Creamy Chicken Cobbler

6 servings

servings

15 minutes

active time

45 minutes

total time

Ingredients

10 ½ oz can condensed cream of mushroom soup

10 ½ oz can condensed cream of chicken soup

1 cup reduced sodium chicken broth

1 1/2 tsp garlic powder

1 1/2 tsp onion powder

1 1/2 tsp dried Italian seasoning

1/2 tsp black pepper

4 cups cooked chicken (shredded or cubed)

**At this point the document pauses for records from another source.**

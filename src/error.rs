//! Application error taxonomy and HTTP error rendering.
//!
//! Every failure a shorten, resolve or statistics operation can produce is a
//! variant of [`AppError`]. Per-request failures are attached to that item's
//! result in a batch; only [`AppError::AllocatorExhausted`] and store failures
//! are fatal to the current operation.

use axum::{
    Json,
    http::StatusCode,
    response::{IntoResponse, Response},
};
use chrono::{DateTime, Utc};
use serde::Serialize;
use serde_json::{Value, json};

#[derive(Serialize)]
struct ErrorBody {
    error: ErrorInfo,
}

/// Machine-readable error payload embedded in responses and batch items.
#[derive(Debug, Clone, Serialize)]
pub struct ErrorInfo {
    pub code: &'static str,
    pub message: String,
    pub details: Value,
}

#[derive(Debug, Clone, thiserror::Error)]
pub enum AppError {
    #[error("Original URL is required")]
    MissingUrl,

    #[error("Invalid URL: {reason}")]
    InvalidUrl { reason: String },

    #[error("Invalid shortcode: {reason}")]
    InvalidShortcode { reason: String },

    #[error("Validity must be a positive number of minutes, got {minutes}")]
    InvalidValidity { minutes: i64 },

    #[error("Shortcode '{code}' is already taken")]
    ShortcodeTaken { code: String },

    #[error("Shortcode '{code}' is already bound to a live record")]
    DuplicateCode { code: String },

    #[error("Shortcode '{code}' was claimed by a concurrent request")]
    RaceLost { code: String },

    #[error("No free shortcode found after {attempts} attempts")]
    AllocatorExhausted { attempts: usize },

    #[error("Short link '{code}' not found")]
    NotFound { code: String },

    #[error("Short link '{code}' has expired")]
    Expired {
        code: String,
        expired_at: Option<DateTime<Utc>>,
    },

    #[error("Record store unavailable: {0}")]
    StoreUnavailable(String),

    #[error("Backend error: {message}")]
    BackendError {
        status: Option<u16>,
        message: String,
    },

    #[error("{message}")]
    Validation { message: String, details: Value },

    #[error("{0}")]
    Internal(String),
}

impl AppError {
    pub fn bad_request(message: impl Into<String>, details: Value) -> Self {
        Self::Validation {
            message: message.into(),
            details,
        }
    }

    pub fn internal(message: impl Into<String>) -> Self {
        Self::Internal(message.into())
    }

    /// Stable machine code used in JSON error bodies and telemetry.
    pub fn code(&self) -> &'static str {
        match self {
            Self::MissingUrl => "missing_url",
            Self::InvalidUrl { .. } => "invalid_url",
            Self::InvalidShortcode { .. } => "invalid_shortcode",
            Self::InvalidValidity { .. } => "invalid_validity",
            Self::ShortcodeTaken { .. } => "shortcode_taken",
            Self::DuplicateCode { .. } => "duplicate_code",
            Self::RaceLost { .. } => "race_lost",
            Self::AllocatorExhausted { .. } => "allocator_exhausted",
            Self::NotFound { .. } => "not_found",
            Self::Expired { .. } => "expired",
            Self::StoreUnavailable(_) => "store_unavailable",
            Self::BackendError { .. } => "backend_error",
            Self::Validation { .. } => "validation_error",
            Self::Internal(_) => "internal_error",
        }
    }

    pub fn status(&self) -> StatusCode {
        match self {
            Self::MissingUrl
            | Self::InvalidUrl { .. }
            | Self::InvalidShortcode { .. }
            | Self::InvalidValidity { .. }
            | Self::Validation { .. } => StatusCode::BAD_REQUEST,
            Self::ShortcodeTaken { .. } | Self::DuplicateCode { .. } | Self::RaceLost { .. } => {
                StatusCode::CONFLICT
            }
            Self::NotFound { .. } => StatusCode::NOT_FOUND,
            Self::Expired { .. } => StatusCode::GONE,
            Self::StoreUnavailable(_) => StatusCode::SERVICE_UNAVAILABLE,
            Self::BackendError { .. } => StatusCode::BAD_GATEWAY,
            Self::AllocatorExhausted { .. } | Self::Internal(_) => {
                StatusCode::INTERNAL_SERVER_ERROR
            }
        }
    }

    /// True for failures caused by the submitted input rather than the system.
    pub fn is_client_error(&self) -> bool {
        self.status().is_client_error()
    }

    fn details(&self) -> Value {
        match self {
            Self::InvalidShortcode { .. } | Self::InvalidUrl { .. } | Self::MissingUrl => json!({}),
            Self::InvalidValidity { minutes } => json!({ "minutes": minutes }),
            Self::ShortcodeTaken { code }
            | Self::DuplicateCode { code }
            | Self::RaceLost { code }
            | Self::NotFound { code } => json!({ "shortcode": code }),
            Self::Expired { code, expired_at } => {
                json!({ "shortcode": code, "expiredAt": expired_at })
            }
            Self::AllocatorExhausted { attempts } => json!({ "attempts": attempts }),
            Self::BackendError { status, .. } => json!({ "status": status }),
            Self::Validation { details, .. } => details.clone(),
            Self::StoreUnavailable(_) | Self::Internal(_) => json!({}),
        }
    }

    pub fn to_error_info(&self) -> ErrorInfo {
        ErrorInfo {
            code: self.code(),
            message: self.to_string(),
            details: self.details(),
        }
    }
}

impl IntoResponse for AppError {
    fn into_response(self) -> Response {
        let status = self.status();

        if status.is_server_error() {
            tracing::error!(code = self.code(), "{}", self);
        }

        let body = ErrorBody {
            error: self.to_error_info(),
        };

        (status, Json(body)).into_response()
    }
}

impl From<validator::ValidationErrors> for AppError {
    fn from(errors: validator::ValidationErrors) -> Self {
        AppError::bad_request(
            "Request validation failed",
            serde_json::to_value(&errors).unwrap_or_default(),
        )
    }
}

12 oz bag frozen mixed vegetables

11.36 oz box Red Lobster Cheddar Bay biscuit mix

1 cup whole milk

1/2 cup unsalted butter (melted)

1 cup shredded cheddar cheese

minced fresh parsley (optional)

Directions

Prepare

Preheat oven to 375°F.

Make filling

To a large mixing bowl, add 10.5 oz can condensed cream of mushroom soup, 10.5 oz can condensed cream of chicken soup, 1 cup reduced sodium chicken broth, 1 1/2 tsp garlic powder, 1 1/2 tsp onion powder, 1 1/2 tsp dried Italian seasoning, and 1/2 tsp black pepper.

Stir or whisk well to combine. Add 4 cups cooked chicken and 12 oz bag frozen mixed vegetables, and stir again until combined.

Transfer mixture to a 9x13" baking dish, spreading it into an even layer.

Make biscuit topping

To another mixing bowl, add 11.36 oz box Red Lobster Cheddar Bay biscuit mix, 1 cup whole milk, and 1/2 cup unsalted butter. Stir until a dough forms and no flour streaks remain.

Add 1 cup shredded cheddar cheese and stir into the dough.

Assemble and bake

Spoon the biscuit dough on top of the filling in the baking dish.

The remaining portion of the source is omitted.